The FDA, Juno Therapeutics, and the ethical imperative of transparency

BMJ 2016; 354 doi: https://doi.org/10.1136/bmj.i4435 (Published 15 August 2016) Cite this as: BMJ 2016;354:i4435
  1. Spencer Phillips Hey, research fellow1 2,
  2. Aaron S Kesselheim, associate professor of medicine1 2
  1. 1Program on Regulation, Therapeutics, and Law (PORTAL), division of pharmacoepidemiology and pharmacoeconomics, Brigham and Women’s Hospital, Boston, US
  2. 2Harvard Center for Bioethics, Harvard Medical School, Boston, US
  1. akesselheim{at}partners.org

Despite deaths, investigational new drugs are still protected trade secrets of the manufacturer

On July 7, Juno Therapeutics announced that the US Food and Drug Administration (FDA) had placed a clinical hold on the company’s phase 2 trial of its investigational immunotherapy, JCAR015, as a treatment for patients with relapsed or refractory B cell acute lymphoblastic leukaemia (ALL). The trial planned to enrol 90 ALL patients. However, at the time of the hold, only 20 patients had been enrolled, three of whom had died unexpectedly from cerebral oedema.1

The FDA lifted its hold three days later without further public comment, and Juno representatives explained that the three deaths were thought to be related to a mid-trial modification to the protocol.

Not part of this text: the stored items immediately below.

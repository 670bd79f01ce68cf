//! Live wallet lookup backed by the wallet registry.

use std::sync::Arc;

use async_trait::async_trait;

use {
    emberdash_burn::service::{WalletBalance, WalletLookup},
    emberdash_wallets::WalletRegistry,
};

pub struct RegistryWalletLookup {
    registry: Arc<WalletRegistry>,
}

impl RegistryWalletLookup {
    pub fn new(registry: Arc<WalletRegistry>) -> Self {
        Self { registry }
    }
}

#[async_trait]
impl WalletLookup for RegistryWalletLookup {
    async fn find_wallet(&self, id: &str) -> emberdash_burn::Result<Option<WalletBalance>> {
        let wallet = self
            .registry
            .find(id)
            .await
            .map_err(|e| emberdash_burn::Error::registry(e.to_string()))?;
        Ok(wallet.map(|w| WalletBalance { balance: w.balance }))
    }
}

The original protocol included the administration of cyclophosphamide as a sensitising agent to enhance the efficacy of JCAR015. However, after the trial was underway, a second sensitising agent, fludarabine, was added on the basis of promising evidence from the company’s other immunotherapy studies. In its public statements, Juno attributed the deaths to the combination of fludarabine and JCAR015.2

Before a new drug can be tested on US patients, the sponsor …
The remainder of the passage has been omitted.